//! The guarded resource and its writer-priority admission protocol.
//!
//! Two primitives protect the state:
//! * The *guard*, a mutex over [`Counters`] paired with the `may_read` and
//!   `may_write` condition variables.
//! * The *exclusive resource lock*, a mutex over the value itself which
//!   serializes writers against each other.
//!
//! Lock order: the guard is never held while acquiring the exclusive resource
//! lock. A writer releases the guard before it locks the resource, and while
//! holding the resource it only takes the guard briefly for defensive checks.
//! No other nesting exists, so the two locks cannot deadlock.

use std::mem::ManuallyDrop;
use std::ops::Deref;
use std::sync::atomic::{AtomicU64, Ordering};

use parking_lot::{Condvar, Mutex, MutexGuard};

use crate::error::{Error, Result};
use crate::event::{Clock, Snapshot};

/// Admission counters protected by the guard.
#[derive(Debug, Default, Clone, Copy, PartialEq, Eq)]
pub struct Counters {
    /// Readers inside the read critical section.
    pub active_readers: usize,
    /// Writers which declared intent and wait for active readers to leave.
    pub waiting_writers: usize,
    /// Writers released from the reader wait which have not exited yet.
    pub admitted_writers: usize,
    /// Largest value `active_readers` has reached.
    pub max_concurrent_readers: usize,
}

impl Counters {
    /// Test if any writer has declared intent and not exited yet. New readers
    /// are held back while this is true.
    #[inline]
    pub fn writers_pending(&self) -> bool {
        self.waiting_writers + self.admitted_writers > 0
    }
}

/// The shared value and the primitives guarding it.
pub struct SharedState {
    guard: Mutex<Counters>,
    may_read: Condvar,
    may_write: Condvar,
    resource: Mutex<u64>,
    // Last value written, readable without the exclusive resource lock.
    published: AtomicU64,
}

impl SharedState {
    /// Construct a new state holding `value`.
    pub fn new(value: u64) -> Self {
        Self {
            guard: Mutex::new(Counters::default()),
            may_read: Condvar::new(),
            may_write: Condvar::new(),
            resource: Mutex::new(value),
            published: AtomicU64::new(value),
        }
    }

    /// Enter the read critical section, blocking while writers are pending.
    #[inline]
    pub fn enter_read(&self) -> ReadGuard<'_> {
        self.enter_read_with(|_| {})
    }

    /// Enter the read critical section.
    ///
    /// If the reader has to wait, `on_wait` is called once with the guard held
    /// before suspending.
    pub fn enter_read_with<F>(&self, on_wait: F) -> ReadGuard<'_>
    where
        F: FnOnce(&Counters),
    {
        let mut counters = self.guard.lock();
        let mut on_wait = Some(on_wait);

        // Woken readers race each other and newly arriving writers, so the
        // condition is rechecked after every wake.
        while counters.writers_pending() {
            if let Some(on_wait) = on_wait.take() {
                on_wait(&*counters);
            }

            self.may_read.wait(&mut counters);
        }

        counters.active_readers += 1;
        counters.max_concurrent_readers = counters
            .max_concurrent_readers
            .max(counters.active_readers);

        ReadGuard {
            state: self,
            active_readers: counters.active_readers,
        }
    }

    /// Enter the write critical section, blocking until every active reader
    /// has left and the exclusive resource lock is acquired.
    #[inline]
    pub fn enter_write(&self) -> Result<WriteGuard<'_>> {
        self.enter_write_with(|_| {})
    }

    /// Enter the write critical section.
    ///
    /// `on_declare` is called with the guard held right after the writer has
    /// been counted as waiting.
    pub fn enter_write_with<F>(&self, on_declare: F) -> Result<WriteGuard<'_>>
    where
        F: FnOnce(&Counters),
    {
        let mut counters = self.guard.lock();
        counters.waiting_writers += 1;
        on_declare(&*counters);

        while counters.active_readers > 0 {
            self.may_write.wait(&mut counters);
        }

        counters.waiting_writers -= 1;
        counters.admitted_writers += 1;
        drop(counters);

        let guard = WriteGuard {
            state: self,
            resource: Some(self.resource.lock()),
        };

        // Dropping the guard on failure releases the admission again.
        self.check_exclusive("writer acquired exclusive access while readers are active")?;
        Ok(guard)
    }

    /// Leave the read critical section, returning the remaining number of
    /// active readers.
    fn exit_read(&self) -> Result<usize> {
        let mut counters = self.guard.lock();

        if counters.active_readers == 0 {
            return Err(self.violation("reader exited without being active", &*counters));
        }

        counters.active_readers -= 1;

        // Every waiting writer is released, the exclusive resource lock then
        // serializes them.
        if counters.active_readers == 0 {
            self.may_write.notify_all();
        }

        Ok(counters.active_readers)
    }

    /// Release the admission of a writer whose exclusive resource lock has
    /// already been dropped.
    fn exit_write(&self) -> Counters {
        let mut counters = self.guard.lock();
        counters.admitted_writers = counters.admitted_writers.saturating_sub(1);
        self.may_read.notify_all();
        *counters
    }

    /// Sample the state into a snapshot timestamped by `clock`.
    pub fn sample(&self, clock: &Clock) -> Snapshot {
        let counters = self.guard.lock();

        Snapshot {
            timestamp: clock.now(),
            active_readers: counters.active_readers,
            waiting_writers: counters.waiting_writers,
            admitted_writers: counters.admitted_writers,
            value: self.value(),
        }
    }

    /// A copy of the current counters.
    pub fn counters(&self) -> Counters {
        *self.guard.lock()
    }

    /// The last value written.
    #[inline]
    pub fn value(&self) -> u64 {
        self.published.load(Ordering::Acquire)
    }

    /// Must only be called while holding the exclusive resource lock.
    fn check_exclusive(&self, what: &'static str) -> Result<()> {
        let counters = self.guard.lock();

        if counters.active_readers > 0 {
            return Err(self.violation(what, &*counters));
        }

        Ok(())
    }

    fn violation(&self, what: &'static str, counters: &Counters) -> Error {
        Error::InvariantViolation {
            what,
            active_readers: counters.active_readers,
            waiting_writers: counters.waiting_writers,
            value: self.value(),
        }
    }
}

impl Default for SharedState {
    #[inline]
    fn default() -> Self {
        Self::new(0)
    }
}

/// Shared access to the state, held by an active reader.
///
/// Dropping the guard leaves the read critical section.
pub struct ReadGuard<'a> {
    state: &'a SharedState,
    active_readers: usize,
}

impl ReadGuard<'_> {
    /// Number of active readers right after this reader entered.
    pub fn active_readers(&self) -> usize {
        self.active_readers
    }

    /// The value visible to this reader.
    pub fn value(&self) -> u64 {
        self.state.value()
    }

    /// Leave the read critical section, returning the remaining number of
    /// active readers.
    pub fn exit(self) -> Result<usize> {
        let this = ManuallyDrop::new(self);
        this.state.exit_read()
    }
}

impl Drop for ReadGuard<'_> {
    #[inline]
    fn drop(&mut self) {
        if let Err(error) = self.state.exit_read() {
            tracing::error!(%error, "failed to leave read section");
        }
    }
}

/// Exclusive access to the state, held by a writer.
///
/// Dropping the guard releases the exclusive resource lock first, and then
/// wakes every reader waiting for admission.
pub struct WriteGuard<'a> {
    state: &'a SharedState,
    resource: Option<MutexGuard<'a, u64>>,
}

impl WriteGuard<'_> {
    /// Apply `f` to the value under exclusive access, returning the old and
    /// the new value.
    pub fn apply<F>(&mut self, f: F) -> Result<(u64, u64)>
    where
        F: FnOnce(u64) -> u64,
    {
        self.state
            .check_exclusive("writer mutating the value while readers are active")?;

        let Some(resource) = self.resource.as_mut() else {
            unreachable!("resource is only released on exit");
        };

        let old = **resource;
        let new = f(old);
        **resource = new;
        self.state.published.store(new, Ordering::Release);
        Ok((old, new))
    }

    /// Leave the write critical section, returning the counters as they were
    /// right after the admission was released.
    pub fn exit(self) -> Counters {
        let mut this = ManuallyDrop::new(self);
        drop(this.resource.take());
        this.state.exit_write()
    }
}

impl Deref for WriteGuard<'_> {
    type Target = u64;

    #[inline]
    fn deref(&self) -> &Self::Target {
        match &self.resource {
            Some(resource) => &**resource,
            None => unreachable!("resource is only released on exit"),
        }
    }
}

impl Drop for WriteGuard<'_> {
    #[inline]
    fn drop(&mut self) {
        drop(self.resource.take());
        self.state.exit_write();
    }
}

----

#### [What you have to do]
Within the listing above, the range opens at the line with "pub fn enter_write_with<F>(&self, on_declare: F)" and closes at the line with "the admission again.". Reproduce exactly the lines of that range, including both ends.

#### [Result of the exercise]
    pub fn enter_write_with<F>(&self, on_declare: F) -> Result<WriteGuard<'_>>
    where
        F: FnOnce(&Counters),
    {
        let mut counters = self.guard.lock();
        counters.waiting_writers += 1;
        on_declare(&*counters);

        while counters.active_readers > 0 {
            self.may_write.wait(&mut counters);
        }

        counters.waiting_writers -= 1;
        counters.admitted_writers += 1;
        drop(counters);

        let guard = WriteGuard {
            state: self,
            resource: Some(self.resource.lock()),
        };

        // Dropping the guard on failure releases the admission again.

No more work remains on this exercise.